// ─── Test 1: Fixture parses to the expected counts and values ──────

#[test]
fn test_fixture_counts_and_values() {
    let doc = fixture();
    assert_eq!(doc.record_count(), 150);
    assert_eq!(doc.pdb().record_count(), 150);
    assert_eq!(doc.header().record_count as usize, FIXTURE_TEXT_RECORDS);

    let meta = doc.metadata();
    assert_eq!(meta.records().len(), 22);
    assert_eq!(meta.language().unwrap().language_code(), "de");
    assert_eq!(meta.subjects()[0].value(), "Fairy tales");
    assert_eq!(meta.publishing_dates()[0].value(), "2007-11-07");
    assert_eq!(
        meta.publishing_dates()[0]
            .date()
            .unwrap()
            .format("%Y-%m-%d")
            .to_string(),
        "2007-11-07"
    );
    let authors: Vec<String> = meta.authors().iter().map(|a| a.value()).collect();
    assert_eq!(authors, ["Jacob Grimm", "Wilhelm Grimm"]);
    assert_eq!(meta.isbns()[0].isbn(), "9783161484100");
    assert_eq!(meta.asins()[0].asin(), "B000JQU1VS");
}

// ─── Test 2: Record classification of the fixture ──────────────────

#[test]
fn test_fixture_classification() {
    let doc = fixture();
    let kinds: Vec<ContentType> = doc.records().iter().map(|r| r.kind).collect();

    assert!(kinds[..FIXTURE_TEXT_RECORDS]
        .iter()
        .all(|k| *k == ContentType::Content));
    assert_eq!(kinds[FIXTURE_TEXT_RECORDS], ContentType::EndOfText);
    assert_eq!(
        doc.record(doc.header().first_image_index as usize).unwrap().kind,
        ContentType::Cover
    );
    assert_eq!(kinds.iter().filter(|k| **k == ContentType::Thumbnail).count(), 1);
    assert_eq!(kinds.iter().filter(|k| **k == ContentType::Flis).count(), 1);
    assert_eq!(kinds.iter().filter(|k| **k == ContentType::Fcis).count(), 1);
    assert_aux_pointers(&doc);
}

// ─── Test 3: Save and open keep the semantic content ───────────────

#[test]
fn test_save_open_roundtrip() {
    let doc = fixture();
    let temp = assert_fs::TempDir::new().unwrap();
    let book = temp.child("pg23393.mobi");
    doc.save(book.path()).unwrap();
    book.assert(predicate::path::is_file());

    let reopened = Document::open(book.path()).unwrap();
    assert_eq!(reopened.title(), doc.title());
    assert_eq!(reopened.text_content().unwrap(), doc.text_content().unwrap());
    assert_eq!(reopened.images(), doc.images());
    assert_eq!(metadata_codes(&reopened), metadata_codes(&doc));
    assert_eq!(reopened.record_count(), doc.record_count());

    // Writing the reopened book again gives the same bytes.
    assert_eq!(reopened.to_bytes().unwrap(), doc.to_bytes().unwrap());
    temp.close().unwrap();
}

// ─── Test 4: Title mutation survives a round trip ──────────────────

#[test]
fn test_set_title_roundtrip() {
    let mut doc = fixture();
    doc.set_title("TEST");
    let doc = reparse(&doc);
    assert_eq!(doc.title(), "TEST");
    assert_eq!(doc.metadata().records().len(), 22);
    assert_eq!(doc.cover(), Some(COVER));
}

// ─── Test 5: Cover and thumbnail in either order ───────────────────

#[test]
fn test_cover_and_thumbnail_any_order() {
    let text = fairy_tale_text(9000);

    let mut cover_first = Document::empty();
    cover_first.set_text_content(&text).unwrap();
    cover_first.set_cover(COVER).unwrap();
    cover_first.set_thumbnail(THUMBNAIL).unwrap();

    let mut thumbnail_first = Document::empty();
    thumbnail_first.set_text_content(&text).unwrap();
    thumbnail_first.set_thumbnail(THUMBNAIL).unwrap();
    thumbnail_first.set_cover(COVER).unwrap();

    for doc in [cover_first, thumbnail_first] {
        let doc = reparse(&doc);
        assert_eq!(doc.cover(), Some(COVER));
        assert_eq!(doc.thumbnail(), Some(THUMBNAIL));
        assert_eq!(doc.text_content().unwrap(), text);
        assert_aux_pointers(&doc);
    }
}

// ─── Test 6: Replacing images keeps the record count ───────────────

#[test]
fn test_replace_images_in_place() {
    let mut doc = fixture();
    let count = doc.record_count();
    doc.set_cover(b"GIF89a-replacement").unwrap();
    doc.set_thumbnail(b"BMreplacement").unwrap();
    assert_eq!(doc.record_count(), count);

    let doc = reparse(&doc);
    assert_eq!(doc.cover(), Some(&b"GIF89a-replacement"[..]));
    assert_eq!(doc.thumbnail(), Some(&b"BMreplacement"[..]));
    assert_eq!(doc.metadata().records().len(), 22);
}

-- Problem statement --
Return exactly the lines from the line bearing "let count = doc.record_count();" to the end of the records, inclusive of both; include no other lines.

-- Exercise answer --
    let count = doc.record_count();
    doc.set_cover(b"GIF89a-replacement").unwrap();
    doc.set_thumbnail(b"BMreplacement").unwrap();
    assert_eq!(doc.record_count(), count);

    let doc = reparse(&doc);
    assert_eq!(doc.cover(), Some(&b"GIF89a-replacement"[..]));
    assert_eq!(doc.thumbnail(), Some(&b"BMreplacement"[..]));
    assert_eq!(doc.metadata().records().len(), 22);
}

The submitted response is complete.